Clawed back monies would then be used to pay off other creditors. Bombardier, it should be noted, was the largest creditor when Zetta Jet filed for Chapter 11 in September 2017 owed over $15 million.

According to the filing, “With customers consisting of ultra-high net worth individuals and celebrities who could afford a $200,000-plus price tag for a roundtrip international flight on a private luxury jet, the luxury jet market provided Cassidy with an opportunity to succeed with a new and more ambitious fraud scheme than he had attempted in the past.”

Read: UberJets denies ties to defunct jet card broker JetCard Plus

The lawsuit also outlines more of the lead-up to the merger of Cassidy’s Singapore-based entity and a U.S. Part 135 charter operator AAM, which is described as “a successful business with a fleet of nine aircraft, which were a mix of managed and leased aircraft.” It states, “AAM catered primarily to high net worth individuals, celebrities, and corporate clients in the United States and Europe.”

Cassidy, who claimed to be an UHNW himself, it alleges made promises of access to wealthy Chinese clients and “large amounts of capital in China to purchase brand new aircraft” in convincing AAM’s owners to combine their business with Zetta Jet.

The filing states while skimming money for himself, Cassidy via Zetta Jet continued to pay the debt owed on aircraft leases fearing if he fell behind he “would quickly default and lose…planes, and Cassidy’s entire scheme would come crashing down.”

An “illusion of profitability”

It says, “To help create the illusion of profitability and extend the scheme, Cassidy also caused the Debtors to sell block hours – pre-paid hours for a jet charter at a fixed price,” in other words its jet card program.

The business plan called for selling block hours at $13,800 per hour, growing at 3% year-over-year.

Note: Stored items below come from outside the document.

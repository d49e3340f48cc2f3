//! Retry policy with exponential backoff.

use std::time::Duration;

/// Default number of fetch attempts per acquisition.
pub const DEFAULT_MAX_ATTEMPTS: u32 = 3;

/// Default delay before the first retry.
pub const DEFAULT_INITIAL_BACKOFF: Duration = Duration::from_secs(2);

/// Bounds on how often and how patiently a fetch is retried.
#[derive(Debug, Clone, Copy, PartialEq, Eq)]
pub struct RetryPolicy {
    /// Total attempts, including the first one.
    pub max_attempts: u32,
    /// Delay before the first retry; doubled after each retry.
    pub initial_backoff: Duration,
}

impl Default for RetryPolicy {
    fn default() -> Self {
        Self {
            max_attempts: DEFAULT_MAX_ATTEMPTS,
            initial_backoff: DEFAULT_INITIAL_BACKOFF,
        }
    }
}

impl RetryPolicy {
    pub fn new(max_attempts: u32, initial_backoff: Duration) -> Self {
        Self {
            max_attempts: max_attempts.max(1),
            initial_backoff,
        }
    }

    /// Fresh state for one acquisition call.
    pub fn start(&self) -> RetryState {
        RetryState {
            attempt: 0,
            max_attempts: self.max_attempts.max(1),
            delay: self.initial_backoff,
        }
    }
}

/// Per-call retry bookkeeping. Never shared between calls.
#[derive(Debug, Clone)]
pub struct RetryState {
    attempt: u32,
    max_attempts: u32,
    delay: Duration,
}

impl RetryState {
    /// Record the start of an attempt and return its 1-based number.
    pub fn begin_attempt(&mut self) -> u32 {
        self.attempt += 1;
        self.attempt
    }

    /// Attempts made so far.
    pub fn attempts(&self) -> u32 {
        self.attempt
    }

    pub fn has_attempts_left(&self) -> bool {
        self.attempt < self.max_attempts
    }

    /// Delay to wait before the next attempt; doubles the stored delay.
    pub fn next_backoff(&mut self) -> Duration {
        let delay = self.delay;
        self.delay = self.delay.saturating_mul(2);
        delay
    }
}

But the company could not sell hours at a sufficient price to support their debt service obligations.

The filing states only one customer ever agreed to pay at or above $13,800 per block hour, and the average contract rate was $10,286.11 per hour, 25% less than the business plan.

It continues that on-demand charters rates also failed to match Cassidy’s business plan targets. The plan called for selling charters at $12,000 per hour, also growing at 3% year-over-year.

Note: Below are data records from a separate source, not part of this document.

//! Transcript source abstraction for vidbrief.
//!
//! Provides trait-based interfaces for the two external backends the
//! acquisition engine talks to: a caption fetcher and an optional metadata
//! verifier.

mod data_api;
mod youtube;

pub use data_api::DataApiVerifier;
pub use youtube::YoutubeCaptionFetcher;

use crate::error::Result;
use crate::video::VideoId;
use async_trait::async_trait;
use serde::{Deserialize, Serialize};

/// A single captioned segment.
#[derive(Debug, Clone, PartialEq, Serialize, Deserialize)]
pub struct Segment {
    pub text: String,
    pub start: f64,
    pub duration: f64,
}

/// Outcome of asking the indexing API whether a video exists.
#[derive(Debug, Clone, Copy, PartialEq, Eq)]
pub enum Verification {
    /// The video exists.
    Exists,
    /// The indexing API confirms the video does not exist.
    NotFound,
    /// The indexing API refused the call because its quota is spent.
    QuotaExceeded,
    /// No verification backend is configured.
    Skipped,
}

impl std::fmt::Display for Verification {
    fn fmt(&self, f: &mut std::fmt::Formatter<'_>) -> std::fmt::Result {
        match self {
            Verification::Exists => write!(f, "exists"),
            Verification::NotFound => write!(f, "not found"),
            Verification::QuotaExceeded => write!(f, "quota exceeded"),
            Verification::Skipped => write!(f, "skipped"),
        }
    }
}

/// Trait for caption retrieval backends.
#[async_trait]
pub trait TranscriptFetcher: Send + Sync {
    /// Fetch the caption segments of a video, in temporal order.
    ///
    /// Errors carry the backend's message; the acquisition engine classifies
    /// them by content.
    async fn fetch(&self, id: &VideoId) -> Result<Vec<Segment>>;
}

/// Trait for video existence checks.
#[async_trait]
pub trait MetadataVerifier: Send + Sync {
    /// Check whether the video exists.
    async fn verify(&self, id: &VideoId) -> Result<Verification>;
}

/// Verifier used when no indexing API key is configured.
#[derive(Debug, Default, Clone, Copy)]
pub struct SkipVerification;

#[async_trait]
impl MetadataVerifier for SkipVerification {
    async fn verify(&self, _id: &VideoId) -> Result<Verification> {
        Ok(Verification::Skipped)
    }
}

/// Join segment texts with newlines, preserving their order.
pub fn join_segments(segments: &[Segment]) -> String {
    segments
        .iter()
        .map(|s| s.text.as_str())
        .collect::<Vec<_>>()
        .join("\n")
}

Records show average on-demand charter rates were going for less than $9,000 per hour and aircraft cost projections were significantly understated as well.

Adding to its problems, the filing alleges two of the first three aircraft delivered to Zetta Jet were financed at “well above market interest rates and required monthly debt service payments almost double the monthly rates assumed in Cassidy’s business plan.”

It says the business plan assumed that the company would make “significant down payments that did not occur, especially later as the Debtors fell further and further behind on their payments.”

The lawsuit notes, “When factoring in (a) the costs of ferry flights to position aircraft for use by block hour customers and (b) upgrades to Bombardier Global 5000s and 6000s provided to customers paying lower rates for lower-cost aircraft, the effective average rate fell even lower.”

It says, “Even as the Debtors sold block hours and flew charters at patently unsustainable rates, Cassidy continued to buy aircraft. Cassidy caused the Debtors to sign purchase agreements for fifteen Bombardier aircraft over ten months, from December 2015 to September 2016, for almost half a billion dollars.”

It alleges, “Cassidy knew full well, the Debtors never had any hope of paying off this financing debt,” adding, “In fact, the Debtors were insolvent almost from inception.”

“Almost never able to pay their bills on time”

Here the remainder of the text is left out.